START Given information
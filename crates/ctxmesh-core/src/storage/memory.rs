//! In-memory storage backend.

use std::collections::BTreeMap;
use std::sync::RwLock;

use tracing::debug;

use super::{FlushPolicy, Storage, StorageError, StoredRow, WriteBuffer};
use crate::BoxFuture;
use crate::context::{ContextInformation, ContextInformationList};

/// Keeps every table in memory. Rows are lost on restart.
#[derive(Debug)]
pub struct InMemoryStorage {
    buffer: WriteBuffer,
    tables: RwLock<BTreeMap<String, Vec<StoredRow>>>,
    current: RwLock<BTreeMap<String, ContextInformation>>,
}

impl Default for InMemoryStorage {
    fn default() -> Self {
        Self::new(FlushPolicy::default())
    }
}

impl InMemoryStorage {
    pub fn new(policy: FlushPolicy) -> Self {
        Self {
            buffer: WriteBuffer::new(policy),
            tables: RwLock::new(BTreeMap::new()),
            current: RwLock::new(BTreeMap::new()),
        }
    }

    /// Rows buffered but not yet written.
    pub fn pending(&self) -> usize {
        self.buffer.pending()
    }

    /// Rows written so far, across all tables.
    pub fn total_rows(&self) -> usize {
        self.tables
            .read()
            .map(|t| t.values().map(Vec::len).sum())
            .unwrap_or(0)
    }

    fn write_rows(&self, rows: Vec<(String, StoredRow)>) -> Result<usize, StorageError> {
        let count = rows.len();
        let mut tables = self.tables.write().map_err(|_| StorageError::Poisoned)?;
        for (table, row) in rows {
            tables.entry(table).or_default().push(row);
        }
        debug!(rows = count, "In-memory storage flushed");
        Ok(count)
    }
}

impl Storage for InMemoryStorage {
    fn name(&self) -> &str {
        "memory"
    }

    fn store(&self, item: &ContextInformation) -> Result<(), StorageError> {
        let table = item.table_name();
        self.current
            .write()
            .map_err(|_| StorageError::Poisoned)?
            .insert(table.clone(), item.clone());
        if let Some(rows) = self.buffer.push(table, StoredRow::of(item))? {
            self.write_rows(rows)?;
        }
        Ok(())
    }

    fn flush(&self) -> Result<usize, StorageError> {
        let rows = self.buffer.drain()?;
        if rows.is_empty() {
            return Ok(0);
        }
        self.write_rows(rows)
    }

    fn current_data(&self) -> Result<ContextInformationList, StorageError> {
        let current = self.current.read().map_err(|_| StorageError::Poisoned)?;
        Ok(current.values().cloned().collect())
    }

    fn retrieve_named<'a>(&'a self, table: &'a str) -> BoxFuture<'a, Result<Vec<StoredRow>, StorageError>> {
        Box::pin(async move {
            self.flush()?;
            let tables = self.tables.read().map_err(|_| StorageError::Poisoned)?;
            Ok(tables.get(table).cloned().unwrap_or_default())
        })
    }

    fn names_overview(&self) -> BoxFuture<'_, Result<Vec<String>, StorageError>> {
        Box::pin(async move {
            self.flush()?;
            let tables = self.tables.read().map_err(|_| StorageError::Poisoned)?;
            Ok(tables.keys().cloned().collect())
        })
    }
}

#[cfg(test)]
mod tests {
    use super::*;
    use crate::context::Parameter;
    use serde_json::json;
    use std::time::Duration;

    fn battery(value: i64) -> ContextInformation {
        ContextInformation::new("CI_BATTERY", "INTEGER", Vec::new()).with_value(value)
    }

    fn lazy() -> InMemoryStorage {
        InMemoryStorage::new(FlushPolicy {
            max_pending: 100,
            max_age: Duration::from_secs(3600),
        })
    }

    #[tokio::test]
    async fn test_store_and_retrieve() {
        let storage = lazy();
        storage.store(&battery(40)).unwrap();
        storage.store(&battery(41)).unwrap();
        assert_eq!(storage.pending(), 2);
        assert_eq!(storage.total_rows(), 0);

        let rows = storage.retrieve_named("CI_BATTERY").await.unwrap();
        assert_eq!(rows.len(), 2);
        assert_eq!(rows[1].value, json!(41));
        assert_eq!(rows[0].data_type, "INTEGER");
        assert_eq!(storage.pending(), 0);
    }

    #[tokio::test]
    async fn test_tables_keyed_by_parameters() {
        let storage = lazy();
        let km = ContextInformation::new(
            "CI_DISTANCE",
            "FLOAT",
            vec![Parameter::new("CP_UNIT", "STRING", "KILOMETERS")],
        )
        .with_value(3.0);
        storage.store(&km).unwrap();
        storage.store(&battery(1)).unwrap();

        let names = storage.names_overview().await.unwrap();
        assert_eq!(names, vec!["CI_BATTERY", "CI_DISTANCE[CP_UNIT=KILOMETERS]"]);
    }

    #[test]
    fn test_current_data_holds_latest() {
        let storage = lazy();
        storage.store(&battery(1)).unwrap();
        storage.store(&battery(2)).unwrap();
        let current = storage.current_data().unwrap();
        assert_eq!(current.len(), 1);
        assert_eq!(current.iter().next().unwrap().value(), &json!(2));
    }

    #[test]
    fn test_count_threshold_writes_through() {
        let storage = InMemoryStorage::new(FlushPolicy {
            max_pending: 2,
            max_age: Duration::from_secs(3600),
        });
        storage.store(&battery(1)).unwrap();
        assert_eq!(storage.total_rows(), 0);
        storage.store(&battery(2)).unwrap();
        assert_eq!(storage.total_rows(), 2);
        assert_eq!(storage.flush().unwrap(), 0);
    }
}
//! A prewired mesh for end-to-end tests.
//!
//! Two widgets `W1` (out `A`) and `W2` (out `B`), an interpreter `I1`
//! (in `A`, `B`; out `C`) summing its inputs, and optionally an aggregator
//! desiring `C` backed by in-memory storage.

use std::sync::Arc;
use std::sync::atomic::{AtomicUsize, Ordering};

use ctxmesh_core::component::{StaticSource, WidgetSource};
use ctxmesh_core::storage::{FlushPolicy, InMemoryStorage, Storage};
use ctxmesh_core::{Aggregator, ContextInformation, ContextInformationList, Discoverer, Interpreter, Widget};

use crate::fixtures::FnTransform;

pub const DATA_TYPE: &str = "INTEGER";

pub struct TestMesh {
    pub discoverer: Arc<Discoverer>,
    pub w1: Arc<Widget>,
    pub w2: Option<Arc<Widget>>,
    pub i1: Arc<Interpreter>,
    pub storage: Arc<InMemoryStorage>,
    i1_calls: Arc<AtomicUsize>,
}

impl TestMesh {
    /// The full mesh: both widgets and the interpreter.
    pub fn new() -> Self {
        Self::build(true)
    }

    /// The mesh without `W2`, so nothing can supply `B`.
    pub fn without_b() -> Self {
        Self::build(false)
    }

    fn build(with_b: bool) -> Self {
        let discoverer = Discoverer::new();
        let w1 = Widget::new(
            &discoverer,
            "W1",
            kinds(&discoverer, &["A"]),
            StaticSource::new(vec![kind(&discoverer, "A").with_value(2)].into()),
        );
        let w2 = with_b.then(|| {
            Widget::new(
                &discoverer,
                "W2",
                kinds(&discoverer, &["B"]),
                StaticSource::new(vec![kind(&discoverer, "B").with_value(3)].into()),
            )
        });
        let transform = FnTransform::sum();
        let i1_calls = transform.counter();
        let i1 = Interpreter::new(
            &discoverer,
            "I1",
            kinds(&discoverer, &["A", "B"]),
            kinds(&discoverer, &["C"]),
            transform,
        );
        let storage = Arc::new(InMemoryStorage::new(FlushPolicy::default()));
        Self {
            discoverer,
            w1,
            w2,
            i1,
            storage,
            i1_calls,
        }
    }

    /// Construct the aggregator desiring `C`.
    pub fn aggregator(&self) -> Arc<Aggregator> {
        Aggregator::new(
            &self.discoverer,
            "Aggregator",
            kinds(&self.discoverer, &["C"]),
            Some(self.storage.clone() as Arc<dyn Storage>),
        )
    }

    pub fn kind(&self, name: &str) -> ContextInformation {
        kind(&self.discoverer, name)
    }

    /// How often `I1` has run.
    pub fn i1_calls(&self) -> usize {
        self.i1_calls.load(Ordering::SeqCst)
    }
}

impl Default for TestMesh {
    fn default() -> Self {
        Self::new()
    }
}

/// Build a kind of [`DATA_TYPE`] through the discoverer.
pub fn kind(discoverer: &Discoverer, name: &str) -> ContextInformation {
    discoverer.build_context_information(name, DATA_TYPE, Vec::new())
}

pub fn kinds(discoverer: &Discoverer, names: &[&str]) -> ContextInformationList {
    names.iter().map(|n| kind(discoverer, n)).collect()
}

/// Register a widget named `name` with the given source.
pub fn widget(
    discoverer: &Arc<Discoverer>,
    name: &str,
    outputs: &[&str],
    source: impl WidgetSource + 'static,
) -> Arc<Widget> {
    Widget::new(discoverer, name, kinds(discoverer, outputs), source)
}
END Given information
» About this exercise
Show every line of the entries above where the word "INTEGER" occurs.

» Solution
        ContextInformation::new("CI_BATTERY", "INTEGER", Vec::new()).with_value(value)
        assert_eq!(rows[0].data_type, "INTEGER");
pub const DATA_TYPE: &str = "INTEGER";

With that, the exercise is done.